■ ACTION ITEM
Check each line of the data below for the word "collect". How many lines have it? Answer with the number alone.

[Records drawn from a dataset]
────────────────
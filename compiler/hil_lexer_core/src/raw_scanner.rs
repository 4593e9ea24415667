//! Hand-written raw scanner producing `(RawTag, len)` pairs.
//!
//! The scanner operates on a sentinel-terminated [`Cursor`] and produces
//! [`RawToken`] values. It does not build an expression tree or validate
//! escapes: it only needs to recognize token boundaries well enough that
//! `${`, the `}` that closes it, and end of input are reported exactly.
//!
//! # Design
//!
//! Main dispatch covers all 256 byte values. Each arm calls a focused method
//! that advances the cursor and returns `RawToken { tag, len }`. The sentinel
//! byte (`0x00`) naturally dispatches to `eof()`.

use crate::cursor::Cursor;
use crate::tag::{RawTag, RawToken};

/// Nesting state of a quoted string scan.
///
/// Strings may contain interpolations, whose expressions may contain strings
/// again. An explicit stack keeps pathological nesting off the call stack.
#[derive(Clone, Copy, Debug)]
enum StringFrame {
    /// Inside string text.
    Text,
    /// Inside `${ ... }` within a string, with the count of open `{`.
    Interpolation { braces: u32 },
}

/// Raw scanner over HIL expression text.
///
/// Produces one token at a time as a `(tag, length)` pair.
/// Error conditions are encoded as `RawTag` variants, not as `Result::Err`.
pub struct RawScanner<'a> {
    cursor: Cursor<'a>,
    /// One entry per open `${`, counting plain `{` opened inside it.
    /// A `}` closes the interpolation only when the top entry is 0.
    brace_depth: Vec<u32>,
}

impl<'a> RawScanner<'a> {
    /// Create a new scanner from a cursor.
    pub fn new(cursor: Cursor<'a>) -> Self {
        Self {
            cursor,
            brace_depth: Vec::new(),
        }
    }

    /// Byte offset where the next token starts.
    #[inline]
    pub fn pos(&self) -> u32 {
        self.cursor.pos()
    }

    /// Produce the next raw token.
    ///
    /// Returns `RawTag::Eof` with `len == 0` when the source is exhausted.
    /// Subsequent calls after EOF continue to return `Eof`.
    #[inline]
    pub fn next_token(&mut self) -> RawToken {
        let start = self.cursor.pos();
        match self.cursor.current() {
            0 => self.eof(start),
            b' ' | b'\t' | b'\r' | b'\n' => self.whitespace(start),
            b'a'..=b'z' | b'A'..=b'Z' | b'_' => self.identifier(start),
            b'0'..=b'9' => self.number(start),
            b'"' => self.string(start),
            b'$' => self.dollar(start),
            b'{' => self.left_brace(start),
            b'}' => self.right_brace(start),
            b'+' => self.single(start, RawTag::Plus),
            b'-' => self.single(start, RawTag::Minus),
            b'*' => self.single(start, RawTag::Star),
            b'/' => self.single(start, RawTag::Slash),
            b'%' => self.single(start, RawTag::Percent),
            b'?' => self.single(start, RawTag::Question),
            b':' => self.single(start, RawTag::Colon),
            b'.' => self.single(start, RawTag::Dot),
            b',' => self.single(start, RawTag::Comma),
            b'(' => self.single(start, RawTag::LeftParen),
            b')' => self.single(start, RawTag::RightParen),
            b'[' => self.single(start, RawTag::LeftBracket),
            b']' => self.single(start, RawTag::RightBracket),
            b'!' => self.one_or_two(start, b'=', RawTag::Bang, RawTag::BangEqual),
            b'<' => self.one_or_two(start, b'=', RawTag::Less, RawTag::LessEqual),
            b'>' => self.one_or_two(start, b'=', RawTag::Greater, RawTag::GreaterEqual),
            b'=' => self.one_or_two(start, b'=', RawTag::InvalidByte, RawTag::EqualEqual),
            b'&' => self.one_or_two(start, b'&', RawTag::InvalidByte, RawTag::AndAnd),
            b'|' => self.one_or_two(start, b'|', RawTag::InvalidByte, RawTag::OrOr),
            // Remaining punctuation, control bytes, DEL, and non-ASCII bytes
            1..=8
            | 11..=12
            | 14..=31
            | b'#'
            | b'\''
            | b';'
            | b'@'
            | b'\\'
            | b'^'
            | b'`'
            | b'~'
            | 127..=255 => self.invalid(start),
        }
    }

    #[inline]
    fn token(&self, tag: RawTag, start: u32) -> RawToken {
        RawToken {
            tag,
            len: self.cursor.pos() - start,
        }
    }

    // --- EOF ---

    fn eof(&mut self, start: u32) -> RawToken {
        if self.cursor.is_eof() {
            RawToken {
                tag: RawTag::Eof,
                len: 0,
            }
        } else {
            self.cursor.advance();
            self.token(RawTag::InteriorNull, start)
        }
    }

    // --- Trivia ---

    fn whitespace(&mut self, start: u32) -> RawToken {
        self.cursor.eat_whitespace();
        self.token(RawTag::Whitespace, start)
    }

    // --- Identifiers & numbers ---

    fn identifier(&mut self, start: u32) -> RawToken {
        self.cursor.advance();
        self.cursor.eat_while(is_ident_continue);
        self.token(RawTag::Ident, start)
    }

    fn number(&mut self, start: u32) -> RawToken {
        let first = self.cursor.current();
        self.cursor.advance();

        if first == b'0'
            && matches!(self.cursor.current(), b'x' | b'X')
            && self.cursor.peek().is_ascii_hexdigit()
        {
            self.cursor.advance();
            self.cursor.eat_while(|b| b.is_ascii_hexdigit());
            return self.token(RawTag::Number, start);
        }

        self.cursor.eat_while(|b| b.is_ascii_digit());
        if self.cursor.current() == b'.' && self.cursor.peek().is_ascii_digit() {
            self.cursor.advance();
            self.cursor.eat_while(|b| b.is_ascii_digit());
        }
        if matches!(self.cursor.current(), b'e' | b'E') {
            self.eat_exponent();
        }
        self.token(RawTag::Number, start)
    }

    /// Consume `e[+-]digits` only when digits actually follow.
    fn eat_exponent(&mut self) {
        let mut probe = self.cursor;
        probe.advance(); // 'e' / 'E'
        if matches!(probe.current(), b'+' | b'-') {
            probe.advance();
        }
        if probe.current().is_ascii_digit() {
            probe.eat_while(|b| b.is_ascii_digit());
            self.cursor = probe;
        }
    }

    // --- Operators & delimiters ---

    #[inline]
    fn single(&mut self, start: u32, tag: RawTag) -> RawToken {
        self.cursor.advance();
        self.token(tag, start)
    }

    /// Scan a one-byte token, or a two-byte token when followed by `second`.
    fn one_or_two(&mut self, start: u32, second: u8, one: RawTag, two: RawTag) -> RawToken {
        self.cursor.advance();
        if self.cursor.current() == second {
            self.cursor.advance();
            return self.token(two, start);
        }
        self.token(one, start)
    }

    fn dollar(&mut self, start: u32) -> RawToken {
        self.cursor.advance();
        if self.cursor.current() == b'{' {
            self.cursor.advance();
            self.brace_depth.push(0);
            return self.token(RawTag::InterpolationStart, start);
        }
        self.token(RawTag::Dollar, start)
    }

    fn left_brace(&mut self, start: u32) -> RawToken {
        self.cursor.advance();
        if let Some(depth) = self.brace_depth.last_mut() {
            *depth += 1;
        }
        self.token(RawTag::LeftBrace, start)
    }

    fn right_brace(&mut self, start: u32) -> RawToken {
        self.cursor.advance();
        match self.brace_depth.last_mut() {
            Some(depth) if *depth > 0 => {
                *depth -= 1;
                self.token(RawTag::RightBrace, start)
            }
            Some(_) => {
                self.brace_depth.pop();
                self.token(RawTag::InterpolationEnd, start)
            }
            // No interpolation open: a stray `}` is still reported as an
            // interpolation end so the caller can resynchronize on it.
            None => self.token(RawTag::InterpolationEnd, start),
        }
    }

    // --- String literals ---

    /// Scan a double-quoted string, including any `${ ... }` inside it.
    ///
    /// Strings may span lines. A string still open at EOF produces
    /// `UnterminatedString` covering the rest of the source.
    fn string(&mut self, start: u32) -> RawToken {
        self.cursor.advance(); // consume opening '"'
        let mut stack = vec![StringFrame::Text];
        while let Some(frame) = stack.last_mut() {
            match frame {
                StringFrame::Text => match self.cursor.skip_to_string_delim() {
                    b'"' => {
                        self.cursor.advance();
                        stack.pop();
                    }
                    b'\\' => {
                        self.cursor.advance(); // consume '\'
                        if !self.cursor.is_eof() {
                            self.cursor.advance_char(); // skip escaped char
                        }
                    }
                    b'$' => {
                        self.cursor.advance();
                        if self.cursor.current() == b'{' {
                            self.cursor.advance();
                            stack.push(StringFrame::Interpolation { braces: 0 });
                        }
                    }
                    _ => return self.token(RawTag::UnterminatedString, start),
                },
                StringFrame::Interpolation { braces } => match self.cursor.current() {
                    b'"' => {
                        self.cursor.advance();
                        stack.push(StringFrame::Text);
                    }
                    b'{' => {
                        *braces += 1;
                        self.cursor.advance();
                    }
                    b'}' => {
                        self.cursor.advance();
                        if *braces == 0 {
                            stack.pop();
                        } else {
                            *braces -= 1;
                        }
                    }
                    0 if self.cursor.is_eof() => {
                        return self.token(RawTag::UnterminatedString, start);
                    }
                    _ => self.cursor.advance_char(),
                },
            }
        }
        self.token(RawTag::String, start)
    }

    // --- Error tokens ---

    fn invalid(&mut self, start: u32) -> RawToken {
        self.cursor.advance_char();
        self.token(RawTag::InvalidByte, start)
    }
}

impl Iterator for RawScanner<'_> {
    type Item = RawToken;

    fn next(&mut self) -> Option<RawToken> {
        let tok = self.next_token();
        if tok.tag == RawTag::Eof {
            None
        } else {
            Some(tok)
        }
    }
}

/// Returns `true` if `b` continues an identifier.
///
/// HIL identifiers may contain dashes (`count-index`, `aws-region`).
#[inline]
fn is_ident_continue(b: u8) -> bool {
    matches!(b, b'a'..=b'z' | b'A'..=b'Z' | b'0'..=b'9' | b'_' | b'-')
}

/// Convenience function: tokenize a source string and collect all raw tokens.
///
/// Returns a `Vec<RawToken>` containing all tokens except the final `Eof`.
/// For restartable access, construct a `SourceBuffer` + `RawScanner` directly.
pub fn tokenize(source: &str) -> Vec<RawToken> {
    let buf = crate::SourceBuffer::new(source);
    RawScanner::new(buf.cursor()).collect()
}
────────────────
■ WRITTEN RESPONSE
2